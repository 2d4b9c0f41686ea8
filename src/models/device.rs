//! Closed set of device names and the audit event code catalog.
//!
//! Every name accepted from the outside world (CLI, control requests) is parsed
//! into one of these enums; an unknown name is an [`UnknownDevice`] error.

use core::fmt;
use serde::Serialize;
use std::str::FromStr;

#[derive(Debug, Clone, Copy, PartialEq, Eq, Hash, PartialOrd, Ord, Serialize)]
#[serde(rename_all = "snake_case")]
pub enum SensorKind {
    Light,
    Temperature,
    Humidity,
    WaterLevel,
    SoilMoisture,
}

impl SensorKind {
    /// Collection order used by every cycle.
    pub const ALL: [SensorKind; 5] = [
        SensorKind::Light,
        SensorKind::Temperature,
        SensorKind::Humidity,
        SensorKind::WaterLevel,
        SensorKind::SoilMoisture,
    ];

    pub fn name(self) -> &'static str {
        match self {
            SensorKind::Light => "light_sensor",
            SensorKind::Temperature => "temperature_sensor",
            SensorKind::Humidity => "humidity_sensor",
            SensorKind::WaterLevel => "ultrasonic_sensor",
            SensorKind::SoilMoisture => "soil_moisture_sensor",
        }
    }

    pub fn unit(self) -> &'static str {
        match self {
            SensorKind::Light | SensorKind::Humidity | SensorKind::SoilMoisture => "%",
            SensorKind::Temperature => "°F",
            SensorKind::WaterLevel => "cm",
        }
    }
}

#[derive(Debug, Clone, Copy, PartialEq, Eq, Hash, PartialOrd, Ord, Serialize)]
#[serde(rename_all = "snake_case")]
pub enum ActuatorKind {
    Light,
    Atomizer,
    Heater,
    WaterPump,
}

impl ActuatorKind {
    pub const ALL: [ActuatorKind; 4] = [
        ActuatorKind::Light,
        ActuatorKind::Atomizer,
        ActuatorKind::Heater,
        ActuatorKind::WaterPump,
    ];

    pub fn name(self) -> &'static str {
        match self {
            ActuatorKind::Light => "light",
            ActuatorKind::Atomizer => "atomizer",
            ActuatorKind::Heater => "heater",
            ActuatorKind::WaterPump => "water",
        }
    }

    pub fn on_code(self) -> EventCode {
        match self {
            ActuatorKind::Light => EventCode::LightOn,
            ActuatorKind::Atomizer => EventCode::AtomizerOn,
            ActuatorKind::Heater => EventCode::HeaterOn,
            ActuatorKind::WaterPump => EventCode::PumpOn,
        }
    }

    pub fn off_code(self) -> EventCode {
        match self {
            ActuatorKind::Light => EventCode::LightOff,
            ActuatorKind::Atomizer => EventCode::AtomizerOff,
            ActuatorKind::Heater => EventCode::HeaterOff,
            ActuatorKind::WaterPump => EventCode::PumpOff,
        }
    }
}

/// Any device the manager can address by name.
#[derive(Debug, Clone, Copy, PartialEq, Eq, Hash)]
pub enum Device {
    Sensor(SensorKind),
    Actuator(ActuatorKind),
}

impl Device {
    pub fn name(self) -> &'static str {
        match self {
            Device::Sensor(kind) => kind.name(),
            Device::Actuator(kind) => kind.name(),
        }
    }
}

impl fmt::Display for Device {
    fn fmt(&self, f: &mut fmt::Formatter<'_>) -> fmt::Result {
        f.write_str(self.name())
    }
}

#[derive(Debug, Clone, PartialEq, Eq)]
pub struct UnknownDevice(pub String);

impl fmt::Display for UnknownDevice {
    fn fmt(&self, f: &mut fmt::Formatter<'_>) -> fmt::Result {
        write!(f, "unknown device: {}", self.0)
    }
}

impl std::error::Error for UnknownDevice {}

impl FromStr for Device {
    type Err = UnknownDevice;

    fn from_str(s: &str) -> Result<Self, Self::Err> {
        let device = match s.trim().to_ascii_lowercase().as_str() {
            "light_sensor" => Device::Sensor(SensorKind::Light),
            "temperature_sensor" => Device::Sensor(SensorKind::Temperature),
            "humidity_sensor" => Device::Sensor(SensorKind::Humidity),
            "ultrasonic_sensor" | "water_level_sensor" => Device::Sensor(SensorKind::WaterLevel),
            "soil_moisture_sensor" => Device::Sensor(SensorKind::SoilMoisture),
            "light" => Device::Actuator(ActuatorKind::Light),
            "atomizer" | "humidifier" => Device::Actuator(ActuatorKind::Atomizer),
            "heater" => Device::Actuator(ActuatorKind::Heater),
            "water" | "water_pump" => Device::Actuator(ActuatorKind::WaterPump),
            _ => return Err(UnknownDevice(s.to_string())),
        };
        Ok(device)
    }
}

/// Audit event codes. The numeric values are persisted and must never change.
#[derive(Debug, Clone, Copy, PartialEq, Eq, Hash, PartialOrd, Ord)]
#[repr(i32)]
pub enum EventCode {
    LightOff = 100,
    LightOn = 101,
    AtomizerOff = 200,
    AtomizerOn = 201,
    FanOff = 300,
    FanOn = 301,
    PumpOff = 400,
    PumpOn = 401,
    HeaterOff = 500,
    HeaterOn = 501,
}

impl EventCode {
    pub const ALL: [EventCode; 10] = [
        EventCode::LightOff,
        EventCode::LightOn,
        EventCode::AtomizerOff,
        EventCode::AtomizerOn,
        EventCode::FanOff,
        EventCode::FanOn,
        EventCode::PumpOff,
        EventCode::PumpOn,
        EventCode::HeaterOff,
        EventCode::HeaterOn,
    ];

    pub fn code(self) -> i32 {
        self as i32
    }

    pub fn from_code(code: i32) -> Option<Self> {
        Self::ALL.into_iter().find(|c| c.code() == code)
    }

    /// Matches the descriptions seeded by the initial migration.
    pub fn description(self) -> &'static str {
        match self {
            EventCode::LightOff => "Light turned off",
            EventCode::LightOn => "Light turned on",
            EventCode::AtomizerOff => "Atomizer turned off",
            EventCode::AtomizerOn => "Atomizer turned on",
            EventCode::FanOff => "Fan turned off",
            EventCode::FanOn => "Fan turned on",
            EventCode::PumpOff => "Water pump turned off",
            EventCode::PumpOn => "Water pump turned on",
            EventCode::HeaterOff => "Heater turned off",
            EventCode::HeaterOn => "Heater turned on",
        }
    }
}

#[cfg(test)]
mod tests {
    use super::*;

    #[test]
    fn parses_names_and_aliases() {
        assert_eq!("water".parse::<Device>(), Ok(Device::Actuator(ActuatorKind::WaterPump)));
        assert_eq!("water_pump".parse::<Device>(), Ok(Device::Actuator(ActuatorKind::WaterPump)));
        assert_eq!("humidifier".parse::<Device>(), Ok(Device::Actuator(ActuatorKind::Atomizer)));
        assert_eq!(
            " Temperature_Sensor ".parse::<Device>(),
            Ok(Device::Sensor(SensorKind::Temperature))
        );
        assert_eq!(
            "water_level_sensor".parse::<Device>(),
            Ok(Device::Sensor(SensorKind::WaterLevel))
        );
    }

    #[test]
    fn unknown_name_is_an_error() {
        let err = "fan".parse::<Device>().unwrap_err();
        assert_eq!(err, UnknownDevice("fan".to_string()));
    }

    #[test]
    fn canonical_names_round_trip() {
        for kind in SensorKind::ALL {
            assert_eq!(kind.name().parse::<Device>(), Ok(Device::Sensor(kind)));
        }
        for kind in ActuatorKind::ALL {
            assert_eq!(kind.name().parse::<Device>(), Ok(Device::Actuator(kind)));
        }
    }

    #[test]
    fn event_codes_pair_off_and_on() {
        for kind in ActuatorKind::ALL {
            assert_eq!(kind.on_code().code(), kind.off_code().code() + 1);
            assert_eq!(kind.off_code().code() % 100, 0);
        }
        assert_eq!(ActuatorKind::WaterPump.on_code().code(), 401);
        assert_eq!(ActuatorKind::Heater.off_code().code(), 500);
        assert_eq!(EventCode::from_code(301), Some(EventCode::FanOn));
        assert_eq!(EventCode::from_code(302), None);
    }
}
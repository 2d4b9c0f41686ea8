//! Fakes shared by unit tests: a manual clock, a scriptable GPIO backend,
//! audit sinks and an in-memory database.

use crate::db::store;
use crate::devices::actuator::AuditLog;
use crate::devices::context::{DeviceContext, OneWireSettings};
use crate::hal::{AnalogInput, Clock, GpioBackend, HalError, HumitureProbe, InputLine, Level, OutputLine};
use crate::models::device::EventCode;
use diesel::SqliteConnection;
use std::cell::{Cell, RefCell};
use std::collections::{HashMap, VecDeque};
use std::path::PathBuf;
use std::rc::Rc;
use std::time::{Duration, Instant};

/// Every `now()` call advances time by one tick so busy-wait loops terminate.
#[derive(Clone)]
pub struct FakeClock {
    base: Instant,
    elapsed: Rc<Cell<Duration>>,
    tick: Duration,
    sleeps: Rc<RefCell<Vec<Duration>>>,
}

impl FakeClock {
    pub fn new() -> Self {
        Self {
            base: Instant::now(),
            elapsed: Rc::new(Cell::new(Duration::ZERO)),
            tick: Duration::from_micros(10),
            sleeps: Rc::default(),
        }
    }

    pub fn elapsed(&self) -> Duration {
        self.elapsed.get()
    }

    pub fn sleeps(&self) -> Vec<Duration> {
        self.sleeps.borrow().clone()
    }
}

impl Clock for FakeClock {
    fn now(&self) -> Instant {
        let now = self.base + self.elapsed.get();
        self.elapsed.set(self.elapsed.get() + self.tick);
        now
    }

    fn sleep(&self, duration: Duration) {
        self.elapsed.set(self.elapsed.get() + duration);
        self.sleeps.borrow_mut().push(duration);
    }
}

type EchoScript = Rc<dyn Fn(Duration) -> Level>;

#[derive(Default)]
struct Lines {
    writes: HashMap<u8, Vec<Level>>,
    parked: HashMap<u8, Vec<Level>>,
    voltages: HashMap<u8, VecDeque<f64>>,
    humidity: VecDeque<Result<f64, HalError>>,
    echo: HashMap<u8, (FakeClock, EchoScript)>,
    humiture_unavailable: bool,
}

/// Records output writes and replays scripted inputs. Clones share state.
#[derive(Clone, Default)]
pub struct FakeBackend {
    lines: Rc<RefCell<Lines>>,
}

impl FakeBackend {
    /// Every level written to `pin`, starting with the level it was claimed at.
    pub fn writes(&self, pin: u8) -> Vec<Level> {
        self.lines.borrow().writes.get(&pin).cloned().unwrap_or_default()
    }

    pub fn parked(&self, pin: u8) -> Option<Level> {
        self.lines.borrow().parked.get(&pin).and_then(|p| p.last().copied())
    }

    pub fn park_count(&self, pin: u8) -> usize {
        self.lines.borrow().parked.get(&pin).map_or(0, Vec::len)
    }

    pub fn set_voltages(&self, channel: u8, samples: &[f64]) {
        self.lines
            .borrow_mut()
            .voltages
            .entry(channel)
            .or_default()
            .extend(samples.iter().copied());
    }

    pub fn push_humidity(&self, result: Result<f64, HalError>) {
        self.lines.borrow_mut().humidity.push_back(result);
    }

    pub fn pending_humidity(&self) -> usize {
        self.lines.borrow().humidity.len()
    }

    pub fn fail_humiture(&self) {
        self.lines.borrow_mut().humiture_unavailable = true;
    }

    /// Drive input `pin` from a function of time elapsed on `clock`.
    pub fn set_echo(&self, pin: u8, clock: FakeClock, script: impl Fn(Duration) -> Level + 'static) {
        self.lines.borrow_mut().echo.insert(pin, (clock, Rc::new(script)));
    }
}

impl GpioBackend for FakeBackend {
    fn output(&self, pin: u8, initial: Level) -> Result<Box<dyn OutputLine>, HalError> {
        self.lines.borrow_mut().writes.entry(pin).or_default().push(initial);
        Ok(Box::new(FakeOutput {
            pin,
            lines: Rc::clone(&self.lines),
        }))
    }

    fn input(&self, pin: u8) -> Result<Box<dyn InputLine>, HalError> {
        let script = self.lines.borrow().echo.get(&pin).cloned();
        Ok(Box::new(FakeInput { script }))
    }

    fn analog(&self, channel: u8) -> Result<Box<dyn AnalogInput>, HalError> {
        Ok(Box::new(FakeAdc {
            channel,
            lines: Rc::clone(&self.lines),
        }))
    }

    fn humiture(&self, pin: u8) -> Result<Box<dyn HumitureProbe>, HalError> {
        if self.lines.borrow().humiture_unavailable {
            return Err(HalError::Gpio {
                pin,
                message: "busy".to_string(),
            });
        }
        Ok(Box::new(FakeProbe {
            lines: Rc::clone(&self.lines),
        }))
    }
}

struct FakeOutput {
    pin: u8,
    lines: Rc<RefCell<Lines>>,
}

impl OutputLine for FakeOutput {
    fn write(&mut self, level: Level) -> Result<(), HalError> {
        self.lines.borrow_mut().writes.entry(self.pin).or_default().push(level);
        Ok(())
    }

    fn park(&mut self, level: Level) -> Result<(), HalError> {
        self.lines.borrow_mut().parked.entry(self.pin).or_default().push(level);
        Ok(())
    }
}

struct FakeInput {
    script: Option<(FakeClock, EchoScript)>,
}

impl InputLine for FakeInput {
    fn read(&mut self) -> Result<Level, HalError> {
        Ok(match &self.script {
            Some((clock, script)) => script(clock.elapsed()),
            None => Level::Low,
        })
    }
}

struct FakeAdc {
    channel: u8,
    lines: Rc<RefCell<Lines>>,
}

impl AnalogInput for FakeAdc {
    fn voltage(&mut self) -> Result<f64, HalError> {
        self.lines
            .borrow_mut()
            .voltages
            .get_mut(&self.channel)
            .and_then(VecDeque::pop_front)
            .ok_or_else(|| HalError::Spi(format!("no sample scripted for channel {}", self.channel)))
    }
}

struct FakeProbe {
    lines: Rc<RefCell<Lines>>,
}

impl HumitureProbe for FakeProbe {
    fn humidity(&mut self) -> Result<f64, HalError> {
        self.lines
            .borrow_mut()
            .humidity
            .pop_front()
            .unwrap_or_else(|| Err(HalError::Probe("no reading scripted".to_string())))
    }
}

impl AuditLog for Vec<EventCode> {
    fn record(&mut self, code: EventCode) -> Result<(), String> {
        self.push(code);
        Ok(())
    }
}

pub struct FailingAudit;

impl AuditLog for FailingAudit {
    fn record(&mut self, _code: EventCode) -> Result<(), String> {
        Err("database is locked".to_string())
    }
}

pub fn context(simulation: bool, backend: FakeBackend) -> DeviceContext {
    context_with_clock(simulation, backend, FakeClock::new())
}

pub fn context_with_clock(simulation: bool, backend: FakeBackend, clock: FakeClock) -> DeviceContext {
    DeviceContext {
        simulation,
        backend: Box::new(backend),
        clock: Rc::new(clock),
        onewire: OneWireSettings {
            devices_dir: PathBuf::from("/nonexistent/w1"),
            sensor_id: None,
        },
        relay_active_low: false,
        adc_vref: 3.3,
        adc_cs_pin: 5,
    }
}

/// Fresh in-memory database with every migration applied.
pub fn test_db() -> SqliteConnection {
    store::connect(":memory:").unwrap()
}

+-------+

▶ [EXERCISE DIRECTIONS]
Provide every line from the material that contains the word "VecDeque".

▶ [RESULT OF THE TASK]
use std::collections::{HashMap, VecDeque};
    voltages: HashMap<u8, VecDeque<f64>>,
    humidity: VecDeque<Result<f64, HalError>>,
            .and_then(VecDeque::pop_front)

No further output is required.